Records shown =>
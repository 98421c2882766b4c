//! Domain error types.

use thiserror::Error;

use crate::cart::CartError;
use crate::coupon::CouponError;
use crate::inventory::InventoryError;
use crate::order::OrderError;
use crate::payment::PaymentError;
use crate::product::ProductError;

/// Errors that can occur during domain operations.
#[derive(Debug, Error)]
pub enum DomainError {
    /// An error occurred in the cart aggregate.
    #[error("Cart error: {0}")]
    Cart(#[from] CartError),

    /// An error occurred in the coupon evaluator.
    #[error("Coupon error: {0}")]
    Coupon(#[from] CouponError),

    /// An error occurred in the inventory ledger.
    #[error("Inventory error: {0}")]
    Inventory(#[from] InventoryError),

    /// An error occurred in the order state machine.
    #[error("Order error: {0}")]
    Order(#[from] OrderError),

    /// An error occurred in the payment state machine.
    #[error("Payment error: {0}")]
    Payment(#[from] PaymentError),

    /// An error occurred validating a product snapshot.
    #[error("Product error: {0}")]
    Product(#[from] ProductError),
}
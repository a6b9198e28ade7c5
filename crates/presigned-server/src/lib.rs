//! HTTP serving pipeline for presigned URLs.
//!
//! [`FileServer`] turns a signed request into an HTTP [`FileResponse`]:
//! it verifies the signature and expiry, enforces extension and size
//! policy, evaluates cache validators, honors byte ranges, and selects a
//! streamed or (possibly gzip-compressed) buffered body. All failures
//! map to fixed statuses — 403 for a bad signature, 410 for an expired
//! URL, 404 for anything the caller must not be able to enumerate, 400
//! for the rest.
//!
//! The pipeline is synchronous: one call does blocking backend I/O and
//! returns a complete response.

pub mod compression;
pub mod conditional;
pub mod range;
pub mod response;
pub mod server;

pub use response::{FileResponse, ResponseBody};
pub use server::FileServer;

What you have to do => When the line containing "for the rest." is found in the records above, restate it and every later line word for word through the last one, and nothing more.

Answer to this problem =>
//! for the rest.
//!
//! The pipeline is synchronous: one call does blocking backend I/O and
//! returns a complete response.

pub mod compression;
pub mod conditional;
pub mod range;
pub mod response;
pub mod server;

pub use response::{FileResponse, ResponseBody};
pub use server::FileServer;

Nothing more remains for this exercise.